Blight’s great gift on display here is his generosity of spirit. He reads every author sympathetically, without overlooking their blind spots and their inner demons. His chapter on Catton is a case in point. It would be easy to dismiss Catton as an amateur historian who pumped out Civil War potboilers. But in fact he was an extremely gifted writer who made the war come to life for a generation of readers, even if his prose could be a bit purple for this reviewer’s taste. Catton had a genuine feel for the savage unpredictability of history; his account, in This Hallowed Ground (1956), of the strange events of May 1856—Preston Brooks’s caning of Charles Sumner and John Brown’s murderous rampage in Kansas—is still one of the best scene settings for the war ever written. Blight is one of the many readers who fell under Catton’s spell from an early age. While the boyishness of Catton’s audience may seem typical, his appeal actually crossed gender and sectional—but not racial—lines.
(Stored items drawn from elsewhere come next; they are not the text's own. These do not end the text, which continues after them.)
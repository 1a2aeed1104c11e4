use super::Parser;
use crate::ast::func::Func;
use crate::ast::func::FuncBody;
use crate::ast::func::ParamDecl;
use crate::ast::node::Node;
use crate::ast::pat::Pat;
use crate::error::SyntaxErrorType;
use crate::error::SyntaxResult;
use crate::token::TT;

impl<'a> Parser<'a> {
  /// Binding pattern. Destructuring patterns are consumed but not
  /// decomposed.
  pub fn pat(&mut self) -> SyntaxResult<Node<Pat>> {
    let t = self.peek();
    match t.typ {
      TT::BraceOpen => {
        let start = t.loc;
        self.skip_balanced()?;
        Ok(Node::new(self.wrap_loc(start), Pat::Object))
      }
      TT::BracketOpen => {
        let start = t.loc;
        self.skip_balanced()?;
        Ok(Node::new(self.wrap_loc(start), Pat::Array))
      }
      typ if typ == TT::Identifier || typ.is_unreserved_keyword() => {
        let tok = self.consume();
        Ok(Node::new(tok.loc, Pat::Id(self.string(tok.loc))))
      }
      _ => Err(t.error(SyntaxErrorType::ExpectedSyntax("binding pattern"))),
    }
  }

  /// Parenthesized parameter list of a function declaration/expression.
  pub fn fn_params(&mut self) -> SyntaxResult<Vec<Node<ParamDecl>>> {
    self.require(TT::ParenthesisOpen)?;
    let mut params = Vec::new();
    while self.peek().typ != TT::ParenthesisClose {
      params.push(self.fn_param()?);
      if !self.consume_if(TT::Comma).is_match() {
        break;
      }
    }
    self.require(TT::ParenthesisClose)?;
    Ok(params)
  }

  fn fn_param(&mut self) -> SyntaxResult<Node<ParamDecl>> {
    let start = self.peek().loc;
    // Decorators and accessibility modifiers on constructor parameters.
    while self.consume_if(TT::At).is_match() {
      self.lhs_decorator()?;
    }
    let _ = self.consume_if_pred(|t| {
      matches!(
        t.typ,
        TT::KeywordPublic | TT::KeywordProtected | TT::KeywordPrivate
      )
    });
    let _ = self.consume_if(TT::KeywordReadonly);
    let rest = self.consume_if(TT::DotDotDot).is_match();
    let pattern = self.pat()?;
    let optional = self.consume_if(TT::Question).is_match();
    let type_annotation = self.consume_if(TT::Colon).and_then(|| self.type_expr())?;
    let default_value = self.consume_if(TT::Equals).and_then(|| self.expr())?;
    let loc = self.wrap_loc(start);
    Ok(Node::new(loc, ParamDecl {
      rest,
      optional,
      pattern,
      type_annotation,
      default_value,
    }))
  }

  /// Consume a decorator expression after `@`.
  pub fn lhs_decorator(&mut self) -> SyntaxResult<()> {
    self.require_binding_name()?;
    while self.consume_if(TT::Dot).is_match() {
      self.require_name()?;
    }
    if self.peek().typ == TT::ParenthesisOpen {
      self.skip_balanced()?;
    }
    Ok(())
  }

  /// The part of a function after its name: type parameters, parameters,
  /// return annotation, and (optionally) a body.
  pub fn func_tail(&mut self, async_: bool, generator: bool) -> SyntaxResult<Node<Func>> {
    let start = self.peek().loc;
    let type_parameters = if self.peek().typ == TT::ChevronLeft {
      self.type_parameters()?
    } else {
      None
    };
    let parameters = self.fn_params()?;
    let return_type = self
      .consume_if(TT::Colon)
      .and_then(|| self.type_expr_or_predicate())?;
    let body = if self.peek().typ == TT::BraceOpen {
      self.require(TT::BraceOpen)?;
      let body = self.stmts_until_brace_close()?;
      self.require(TT::BraceClose)?;
      Some(FuncBody::Block(body))
    } else {
      // Overload signature or ambient declaration.
      None
    };
    let loc = self.wrap_loc(start);
    Ok(Node::new(loc, Func {
      arrow: false,
      async_,
      generator,
      type_parameters,
      parameters,
      return_type,
      body,
    }))
  }
}
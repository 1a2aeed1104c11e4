pub mod class;
pub mod expr;
pub mod func;
pub mod import_export;
pub mod node;
pub mod pat;
pub mod stmt;
pub mod type_expr;

use node::Node;
use serde::Serialize;
use stmt::Stmt;

#[derive(Debug, Serialize)]
pub struct TopLevel {
  pub body: Vec<Node<Stmt>>,
}
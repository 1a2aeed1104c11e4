use crate::load::Asset;
use crate::node::DocNode;
use crate::node::InterfaceNode;
use crate::node::NodeKind;
use crate::node::Properties;
use crate::node::TypeOperator;
use ahash::HashMap;
use ahash::HashMapExt;
use ahash::HashSet;
use std::collections::BTreeMap;

/// Result of linking one file's transformed exports.
#[derive(Clone, Debug, Default)]
pub struct LinkOutput {
  pub exports: BTreeMap<String, DocNode>,
  pub links: BTreeMap<String, DocNode>,
}

/// Resolve references, apply type parameters, flatten inheritance, evaluate
/// `Omit`/`keyof`, and collect the deduplicated `links` table.
pub fn link(
  exports: BTreeMap<String, DocNode>,
  deps: &HashMap<String, Asset>,
) -> LinkOutput {
  let mut linker = Linker {
    deps,
    table: HashMap::new(),
    names: HashMap::new(),
  };
  for node in exports.values() {
    linker.index_names(node);
  }
  let mut out_exports = BTreeMap::new();
  for (name, node) in exports {
    let mut walk = Walk::default();
    let node = linker.visit(node, &mut walk);
    out_exports.insert(name, node);
  }
  let links = linker.collect_links(&out_exports);
  LinkOutput {
    exports: out_exports,
    links,
  }
}

/// Per-walk state: the type-parameter binding stack, the key path from the
/// root, and the pending generic application.
#[derive(Default)]
struct Walk {
  params: Vec<HashMap<String, DocNode>>,
  keys: Vec<String>,
  pending: Option<Vec<DocNode>>,
  in_progress: HashSet<String>,
}

impl Walk {
  fn key(&self) -> Option<&str> {
    self.keys.last().map(String::as_str)
  }

  /// Whether an interface/alias reached at the current position is merged
  /// inline rather than replaced with a link: export roots, component
  /// `props`, `extends` positions, `keyof` operands, and generic bases
  /// applied in `props`/`extends`.
  fn should_merge(&self) -> bool {
    match self.key() {
      None => true,
      Some("props") | Some("extends") | Some("keyof") => true,
      Some("base") => matches!(
        self.keys.len().checked_sub(2).map(|i| self.keys[i].as_str()),
        Some("props") | Some("extends")
      ),
      _ => false,
    }
  }
}

struct Linker<'a> {
  deps: &'a HashMap<String, Asset>,
  /// Merged interfaces and aliases by id; the source for links.
  table: HashMap<String, DocNode>,
  /// Name to id for the primary file's own interfaces/aliases, so cycle-cut
  /// identifiers can be rewritten into links.
  names: HashMap<String, String>,
}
Blight gives a fascinating account of Catton’s ongoing struggle with the racial politics of the war. Catton had studied the war deeply enough to know that slavery motivated secession and that African American troops made an important contribution to the Union cause. He wrote privately about the importance of placing racism among the central causes of the war. But, for the most part, his narratives of the war followed the mainstream pattern of leaving black Americans “voiceless and invisible” (116). For that he justifiably received criticism from African American journalists [End Page 470] and historians at the time, and his various self-defenses look feeble to us today. Like so many other white Americans then, he was caught on the horns of a dilemma. Lost Cause mythology seduced him with a romantic resolution to the war’s savagery, centered on a peculiarly American story of “valor.” At the same time, though, the mythology was put to service in an increasingly brutal, and hardly valorous, defense of racial apartheid in the South. Robert Penn Warren, a deeper thinker than Catton, drew the connection bluntly when he wrote about the cowardice of Confederate flag-waving mobs who howled at black children being escorted into white schools. Catton’s official role on the Civil War Centennial Commission, which was so deeply mired in reconciliationist ideology, made his bind that much more difficult. Blight concludes that Catton’s view of the war’s tragedy could never quite encompass the twin tragedies of slavery and racism. The book’s account of Catton’s dilemma is both an object lesson and a warning to future generations of historians.
Throughout his study, Blight pays attention to unjustly neglected literary works and helps recover their historical resonance. In the chapter on Warren, Blight gives an extended reading not only of All the King’s Men (1946) and its tortured...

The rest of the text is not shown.